Masjid Istiqlal

  • Masjid Istiqlal

  • Masjid Istiqlal diambil dari Monumen Nasional pada tahun 1980

NO REGNAS RNCB.20050425.02.000561
SK Penetapan

SK Menteri NoPM.13/PW.007/MKP/05

SK Gubernur No475 tahun 1993

SK Menteri No193/M/2017

Peringkat Cagar Budaya Nasional
Kategori Cagar Budaya Situs
Kabupaten/Kota Kota Jakarta Pusat
Provinsi DKI Jakarta
Nama Pemilik Negara
Nama Pengelola Badan Pelaksana Pengelola Masjid Istiqlal Jakarta

Perancangan pembangunan masjid dilakukan pada tanggal 24 Agustus 1961 oleh Presiden Soekarno dan diresmikan pada tanggal 22 Februari 1978 oleh Presiden Soeharto.
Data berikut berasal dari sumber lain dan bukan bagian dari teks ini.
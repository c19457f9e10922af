//! Cycle results

use chrono::{DateTime, Utc};
use serde::{Deserialize, Serialize};

use crate::pose::{GazeClass, HeadPose};
use crate::snapshot::StatusSnapshot;
use crate::status::Status;

/// Everything one cycle produced
#[derive(Debug, Clone, Serialize, Deserialize)]
pub struct CycleOutcome {
    pub timestamp: DateTime<Utc>,

    pub status: Status,

    pub gaze: GazeClass,

    /// Measured pose when exactly one face was visible
    #[serde(skip_serializing_if = "Option::is_none")]
    pub head_pose: Option<HeadPose>,

    pub faces_detected: usize,

    pub phone_detected: bool,

    pub away_exceeded: bool,

    pub focus_score: i32,

    /// The notifier should fire for this cycle
    pub alert: bool,

    /// Snapshot due for persistence this cycle
    #[serde(skip_serializing_if = "Option::is_none")]
    pub snapshot: Option<StatusSnapshot>,
}

/// Latest state of a session, for display
#[derive(Debug, Clone, PartialEq, Serialize, Deserialize)]
pub struct SessionView {
    /// `None` until the first cycle completes
    pub status: Option<Status>,
    pub gaze: GazeClass,
    pub faces_detected: usize,
    pub phone_detected: bool,
    pub focus_score: i32,
    pub sound_enabled: bool,
}
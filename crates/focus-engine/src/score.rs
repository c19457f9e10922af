//! Focus score integration

use crate::config::{ScoreRates, ScoringModel};
use crate::state::{FOCUS_MAX, FOCUS_MIN};
use crate::status::Status;

/// Advances the bounded focus score once per cycle
#[derive(Debug, Clone)]
pub struct ScoreIntegrator {
    model: ScoringModel,
    rates: ScoreRates,
}

impl ScoreIntegrator {
    pub fn new(model: ScoringModel, rates: ScoreRates) -> Self {
        Self { model, rates }
    }

    /// Points per second for a status
    pub fn rate(&self, status: Status) -> f64 {
        match status {
            Status::FocusedScreen | Status::FocusedNotebook => self.rates.focused,
            Status::TemporaryGlanceAway => self.rates.glance,
            Status::PhoneDetected => self.rates.phone,
            Status::NoOrMultipleFace | Status::AwayTooLong => self.rates.not_focused,
        }
    }

    /// Next score after `dt_secs` in `status`, clamped to [0, 100].
    ///
    /// Time-weighted steps are truncated toward zero, so sub-point changes
    /// are dropped rather than carried into the next cycle.
    pub fn advance(&self, score: i32, status: Status, phone_detected: bool, dt_secs: f64) -> i32 {
        let delta = match self.model {
            ScoringModel::TimeWeighted => {
                let dt = dt_secs.max(0.0);
                // `as` saturates on overflow and maps NaN to 0
                (self.rate(status) * dt).trunc() as i32
            }
            ScoringModel::PerCycle => {
                if !status.is_focused() || phone_detected {
                    -2
                } else {
                    1
                }
            }
        };
        score.saturating_add(delta).clamp(FOCUS_MIN, FOCUS_MAX)
    }
}

impl Default for ScoreIntegrator {
    fn default() -> Self {
        Self::new(ScoringModel::default(), ScoreRates::default())
    }
}

#[cfg(test)]
mod tests {
    use super::*;
    use proptest::prelude::*;

    const ALL: [Status; 6] = [
        Status::NoOrMultipleFace,
        Status::PhoneDetected,
        Status::FocusedScreen,
        Status::FocusedNotebook,
        Status::AwayTooLong,
        Status::TemporaryGlanceAway,
    ];

    #[test]
    fn test_focused_second_adds_twenty() {
        let scorer = ScoreIntegrator::default();
        assert_eq!(scorer.advance(50, Status::FocusedScreen, false, 1.0), 70);
        assert_eq!(scorer.advance(95, Status::FocusedNotebook, false, 1.0), 100);
    }

    #[test]
    fn test_phone_second_floors_at_zero() {
        let scorer = ScoreIntegrator::default();
        assert_eq!(scorer.advance(10, Status::PhoneDetected, true, 1.0), 0);
    }

    #[test]
    fn test_rates_per_status() {
        let scorer = ScoreIntegrator::default();
        assert_eq!(scorer.advance(50, Status::TemporaryGlanceAway, false, 2.0), 60);
        assert_eq!(scorer.advance(50, Status::AwayTooLong, false, 2.0), 20);
        assert_eq!(scorer.advance(50, Status::NoOrMultipleFace, false, 1.0), 35);
    }

    #[test]
    fn test_sub_point_steps_are_dropped() {
        let scorer = ScoreIntegrator::default();
        // 20 * 0.033 = 0.66 and 5 * 0.1 = 0.5 both truncate to 0
        assert_eq!(scorer.advance(50, Status::FocusedScreen, false, 0.033), 50);
        assert_eq!(scorer.advance(50, Status::TemporaryGlanceAway, false, 0.1), 50);
        // -25 * 0.5 = -12.5 truncates toward zero
        assert_eq!(scorer.advance(50, Status::PhoneDetected, true, 0.5), 38);
    }

    #[test]
    fn test_negative_dt_is_ignored() {
        let scorer = ScoreIntegrator::default();
        assert_eq!(scorer.advance(40, Status::PhoneDetected, true, -3.0), 40);
    }

    #[test]
    fn test_per_cycle_model() {
        let scorer = ScoreIntegrator::new(ScoringModel::PerCycle, ScoreRates::default());
        assert_eq!(scorer.advance(50, Status::FocusedScreen, false, 10.0), 51);
        assert_eq!(scorer.advance(50, Status::AwayTooLong, false, 0.0), 48);
        assert_eq!(scorer.advance(1, Status::PhoneDetected, true, 0.0), 0);
        assert_eq!(scorer.advance(100, Status::TemporaryGlanceAway, false, 0.0), 100);
        // Phone in view with no face still counts as distracted
        assert_eq!(scorer.advance(50, Status::NoOrMultipleFace, true, 0.0), 48);
    }

    proptest! {
        #[test]
        fn prop_score_stays_bounded(
            steps in proptest::collection::vec((0usize..6, 0.0f64..10_000.0), 1..100),
            per_cycle in any::<bool>(),
        ) {
            let model = if per_cycle { ScoringModel::PerCycle } else { ScoringModel::TimeWeighted };
            let scorer = ScoreIntegrator::new(model, ScoreRates::default());
            let mut score = FOCUS_MAX;
            for (idx, dt) in steps {
                let status = ALL[idx];
                score = scorer.advance(score, status, status == Status::PhoneDetected, dt);
                prop_assert!((FOCUS_MIN..=FOCUS_MAX).contains(&score));
            }
        }
    }
}
//! Error types for layoffs-clean.

use std::path::PathBuf;

use crate::pipeline::Stage;

/// Result type alias for cleaning operations.
pub type Result<T> = std::result::Result<T, Error>;

/// Errors that can occur while loading, cleaning, or saving a layoff table.
#[derive(Debug, thiserror::Error)]
#[non_exhaustive]
pub enum Error {
    /// I/O error during file operations.
    #[error("I/O error at {path:?}: {source}")]
    Io {
        /// The path where the error occurred, if known.
        path: Option<PathBuf>,
        /// The underlying I/O error.
        #[source]
        source: std::io::Error,
    },

    /// Arrow error during data processing.
    #[error("Arrow error: {0}")]
    Arrow(#[from] arrow::error::ArrowError),

    /// Parquet error during file operations.
    #[error("Parquet error: {0}")]
    Parquet(#[from] parquet::errors::ParquetError),

    /// Report serialization error.
    #[error("JSON error: {0}")]
    Json(#[from] serde_json::Error),

    /// Column not found in schema.
    #[error("Column '{name}' not found in schema")]
    ColumnNotFound {
        /// The name of the missing column.
        name: String,
    },

    /// Invalid cleaning rules.
    #[error("Invalid configuration: {message}")]
    InvalidConfig {
        /// Description of the configuration error.
        message: String,
    },

    /// Unsupported file format.
    #[error("Unsupported format: {format}")]
    UnsupportedFormat {
        /// The unsupported format name or extension.
        format: String,
    },

    /// The source contained no batches.
    #[error("Table is empty")]
    EmptyTable,

    /// Column set or column types differ from what a stage expects.
    #[error("Schema mismatch: {message}")]
    SchemaMismatch {
        /// Description of the schema mismatch.
        message: String,
    },

    /// Transform error.
    #[error("Transform error: {message}")]
    Transform {
        /// Description of the transform error.
        message: String,
    },

    /// A date cell does not match the expected format.
    #[error("Cannot parse date '{text}' at row {row} (company {company:?}): expected {format}")]
    DateParse {
        /// Zero-based row of the ingested source table. Falls back to the
        /// position in the batch when no `source_row` column is present.
        row: usize,
        /// Company of the offending row, if present.
        company: Option<String>,
        /// The raw date text.
        text: String,
        /// The expected chrono format string.
        format: String,
    },

    /// Records of one company disagree on industry.
    #[error("Company '{company}' has conflicting industries: {candidates:?}")]
    AmbiguousBackfill {
        /// Company with more than one known industry.
        company: String,
        /// Distinct industries in table order.
        candidates: Vec<String>,
    },

    /// A pipeline stage failed; earlier stages remain committed.
    #[error("Stage '{stage}' failed: {source}")]
    Stage {
        /// The stage that failed.
        stage: Stage,
        /// The underlying error.
        #[source]
        source: Box<Error>,
    },
}

impl Error {
    /// Create an I/O error with a path context.
    pub fn io(source: std::io::Error, path: impl Into<PathBuf>) -> Self {
        Self::Io {
            path: Some(path.into()),
            source,
        }
    }

    /// Create a column not found error.
    pub fn column_not_found(name: impl Into<String>) -> Self {
        Self::ColumnNotFound { name: name.into() }
    }

    /// Create an invalid configuration error.
    pub fn invalid_config(message: impl Into<String>) -> Self {
        Self::InvalidConfig {
            message: message.into(),
        }
    }

    /// Create an unsupported format error.
    pub fn unsupported_format(format: impl Into<String>) -> Self {
        Self::UnsupportedFormat {
            format: format.into(),
        }
    }

    /// Create a schema mismatch error.
    pub fn schema_mismatch(message: impl Into<String>) -> Self {
        Self::SchemaMismatch {
            message: message.into(),
        }
    }

    /// Create a transform error.
    pub fn transform(message: impl Into<String>) -> Self {
        Self::Transform {
            message: message.into(),
        }
    }

    /// Wrap an error with the stage it came from.
    #[must_use]
    pub fn in_stage(self, stage: Stage) -> Self {
        Self::Stage {
            stage,
            source: Box::new(self),
        }
    }

    /// Returns the innermost error, looking through stage wrappers.
    pub fn root(&self) -> &Self {
        match self {
            Self::Stage { source, .. } => source.root(),
            other => other,
        }
    }
}
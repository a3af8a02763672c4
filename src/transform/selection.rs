//! Column selection and pruning transforms.

use std::sync::Arc;

use arrow::{
    array::RecordBatch,
    datatypes::{Field, Schema},
};

use super::Transform;
use crate::error::{Error, Result};

/// A transform that selects specific columns from a RecordBatch, in order.
///
/// # Example
///
/// ```ignore
/// use layoffs_clean::Select;
///
/// let select = Select::new(["company", "industry"]);
/// ```
#[derive(Debug, Clone)]
pub struct Select {
    columns: Vec<String>,
}

impl Select {
    /// Creates a new Select transform for the given column names.
    pub fn new<S: Into<String>>(columns: impl IntoIterator<Item = S>) -> Self {
        Self {
            columns: columns.into_iter().map(Into::into).collect(),
        }
    }

    /// Returns the columns to be selected.
    pub fn columns(&self) -> &[String] {
        &self.columns
    }
}

impl Transform for Select {
    fn apply(&self, batch: RecordBatch) -> Result<RecordBatch> {
        let schema = batch.schema();
        let mut fields = Vec::with_capacity(self.columns.len());
        let mut arrays = Vec::with_capacity(self.columns.len());

        for col_name in &self.columns {
            let (idx, field) = schema
                .column_with_name(col_name)
                .ok_or_else(|| Error::column_not_found(col_name))?;

            fields.push(field.clone());
            arrays.push(Arc::clone(batch.column(idx)));
        }

        let new_schema = Arc::new(Schema::new(fields));
        RecordBatch::try_new(new_schema, arrays).map_err(Error::Arrow)
    }
}

/// A transform that drops (removes) specified columns from a RecordBatch.
///
/// Names that are not present are ignored, so pruning a transient column is
/// safe to repeat.
///
/// # Example
///
/// ```ignore
/// use layoffs_clean::Drop;
///
/// let prune = Drop::new(["row_num"]);
/// ```
#[derive(Debug, Clone)]
pub struct Drop {
    columns: Vec<String>,
}

impl Drop {
    /// Creates a new Drop transform for the given column names.
    pub fn new<S: Into<String>>(columns: impl IntoIterator<Item = S>) -> Self {
        Self {
            columns: columns.into_iter().map(Into::into).collect(),
        }
    }

    /// Returns the columns to be dropped.
    pub fn columns(&self) -> &[String] {
        &self.columns
    }
}

impl Transform for Drop {
    fn apply(&self, batch: RecordBatch) -> Result<RecordBatch> {
        let schema = batch.schema();
        let drop_set: std::collections::HashSet<&str> =
            self.columns.iter().map(String::as_str).collect();

        let mut fields: Vec<Field> = Vec::new();
        let mut arrays = Vec::new();

        for (idx, field) in schema.fields().iter().enumerate() {
            if !drop_set.contains(field.name().as_str()) {
                fields.push(field.as_ref().clone());
                arrays.push(Arc::clone(batch.column(idx)));
            }
        }

        if fields.len() == schema.fields().len() {
            return Ok(batch);
        }
        if fields.is_empty() {
            return Err(Error::transform("Cannot drop all columns from batch"));
        }

        let new_schema = Arc::new(Schema::new(fields));
        RecordBatch::try_new(new_schema, arrays).map_err(Error::Arrow)
    }
}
Dibangun diatas bekas taman Wilhelmina (Wilhelmina Park) tanah warisan Cornelis Chastelein. Ide pembangunannya dicetuskan oleh K.H. Wahid Hasyim (Menteri Agama), H. Anwar Cokroaminoto bersama tokoh Islam lainnya pada tahun 1950, sebagai masjid negara yang dibangun dengan semangat kebangsaan nama Istiqlal berarti “Merdeka”. Masjid ini merupakan masjid terbesar di Asia Tenggara, Luas 17.500 m². Masjid pada beberapa kota menjadi acuan utama dalam pembangunan kota, tetapi karena Istiqlal dibangun setelah Jakarta berkembang maka masjid ini memiliki dua orientasi, yaitu kearah kiblat dan Monumen Nasional (Monas) yang murupakan acuan dalam perencanaan kota Jakarta. Masjid Istiqlal pengelolaannya ditangani oleh Badan Pengelola Masjid Istiqlal, bertanggung jawab kepada Presiden, diketuai oleh Menteri Agama dan dibantu oleh anggota anggota yang diangkat dan diberhentikan oleh Presiden atas usul menteri Agama. Kegiatan masjid, selain sebagai tempat ibadah juga menangani kegiatan masyarakat dibidang informasi, dakwah dan pendidikan.